### Task goal
With the first line below as the start and the line containing "use crate::video::MediaToolkit;" as the end, copy every line between them exactly, ends included.

[Stored data]
>>>

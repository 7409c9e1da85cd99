use std::path::{Path, PathBuf};
use std::sync::Arc;

use rayon::prelude::*;
use tracing::{debug, info};

use crate::curve::SpeedCurve;
use crate::error::{ComputationError, RenderError, Result};
use crate::render::tempo::{atempo_chain, tempo_cascade};
use crate::render::workspace::RenderWorkspace;
use crate::video::MediaToolkit;

/// One segment's render instructions
#[derive(Debug, Clone, PartialEq)]
pub struct SegmentJob {
    pub index: usize,

    /// Source window start in seconds
    pub start: f64,

    /// Source window length in seconds
    pub duration: f64,

    /// Playback speed factor
    pub speed: f64,

    /// Audio tempo cascade; empty when the source has no audio
    pub tempo_steps: Vec<f64>,
}

impl SegmentJob {
    pub fn new(index: usize, start: f64, duration: f64, speed: f64, has_audio: bool) -> Self {
        let tempo_steps = if has_audio { tempo_cascade(speed) } else { Vec::new() };
        Self {
            index,
            start,
            duration,
            speed,
            tempo_steps,
        }
    }

    pub fn has_audio(&self) -> bool {
        !self.tempo_steps.is_empty()
    }

    /// Presentation timestamps are scaled by `1 / speed`
    pub fn video_filter(&self) -> String {
        format!("setpts={:.6}*PTS", 1.0 / self.speed)
    }

    pub fn audio_filter(&self) -> Option<String> {
        self.has_audio().then(|| atempo_chain(&self.tempo_steps))
    }

    /// Playback length after re-timing
    pub fn output_duration(&self) -> f64 {
        self.duration / self.speed
    }
}

/// An encoded, re-timed segment waiting for assembly
#[derive(Debug, Clone, PartialEq)]
pub struct RenderedSegment {
    pub index: usize,
    pub path: PathBuf,
    pub source_start: f64,
    pub source_duration: f64,
    pub speed: f64,
}

impl RenderedSegment {
    pub fn output_duration(&self) -> f64 {
        self.source_duration / self.speed
    }
}

/// Renders every segment of a speed curve at its own speed
pub struct SegmentTimeWarper {
    toolkit: Arc<dyn MediaToolkit>,
    workers: usize,
}

impl SegmentTimeWarper {
    pub fn new(toolkit: Arc<dyn MediaToolkit>, workers: usize) -> Self {
        Self {
            toolkit,
            workers: workers.max(1),
        }
    }

    /// Turn the curve into render jobs, in index order
    ///
    /// Entries starting at or beyond `total_duration` are dropped; the last kept
    /// window is shortened to end with the source.
    pub fn plan(curve: &SpeedCurve, total_duration: f64, has_audio: bool) -> Result<Vec<SegmentJob>> {
        let mut jobs = Vec::with_capacity(curve.len());

        for segment in curve.iter() {
            let start = segment.start_time;
            if start >= total_duration {
                debug!("Dropping {} curve entries past the end of the source", curve.len() - jobs.len());
                break;
            }

            let speed = segment.speed();
            if !(speed.is_finite() && speed > 0.0) {
                return Err(ComputationError::InvalidSpeed {
                    index: segment.index,
                    speed,
                }.into());
            }

            let duration = if segment.end_time() > total_duration {
                total_duration - start
            } else {
                segment.duration
            };
            jobs.push(SegmentJob::new(segment.index, start, duration, speed, has_audio));
        }

        Ok(jobs)
    }

    /// Encode each job into the workspace
    ///
    /// With more than one worker, segments render concurrently; the returned list
    /// is always in job order. The first failure aborts the render.
    pub fn render(
        &self,
        input: &Path,
        jobs: &[SegmentJob],
        workspace: &RenderWorkspace,
    ) -> Result<Vec<RenderedSegment>> {
        info!("Rendering {} segments with {} worker(s)", jobs.len(), self.workers);

        let rendered = if self.workers <= 1 {
            jobs.iter()
                .map(|job| self.render_one(input, job, workspace))
                .collect::<Result<Vec<_>>>()?
        } else {
            let pool = rayon::ThreadPoolBuilder::new()
                .num_threads(self.workers)
                .build()
                .map_err(|e| RenderError::WorkerPool { reason: e.to_string() })?;

            pool.install(|| {
                jobs.par_iter()
                    .map(|job| self.render_one(input, job, workspace))
                    .collect::<Result<Vec<_>>>()
            })?
        };

        Ok(rendered)
    }

    fn render_one(&self, input: &Path, job: &SegmentJob, workspace: &RenderWorkspace) -> Result<RenderedSegment> {
        let path = workspace.segment_path(job.index);

        debug!("Segment {:03}: {:.3}s+{:.3}s at {:.4}x{}",
               job.index, job.start, job.duration, job.speed,
               if job.has_audio() { " (with audio)" } else { "" });

        if let Err(e) = self.toolkit.render_segment(input, job, &path) {
            let _ = std::fs::remove_file(&path);
            return Err(RenderError::EncodeFailed {
                index: job.index,
                reason: e.to_string(),
            }.into());
        }

        Ok(RenderedSegment {
            index: job.index,
            path,
            source_start: job.start,
            source_duration: job.duration,
            speed: job.speed,
        })
    }
}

<<<

### Exercise output
repository 7409c9e1da85cd99
use std::path::{Path, PathBuf};
use std::sync::Arc;

use rayon::prelude::*;
use tracing::{debug, info};

use crate::curve::SpeedCurve;
use crate::error::{ComputationError, RenderError, Result};
use crate::render::tempo::{atempo_chain, tempo_cascade};
use crate::render::workspace::RenderWorkspace;
use crate::video::MediaToolkit;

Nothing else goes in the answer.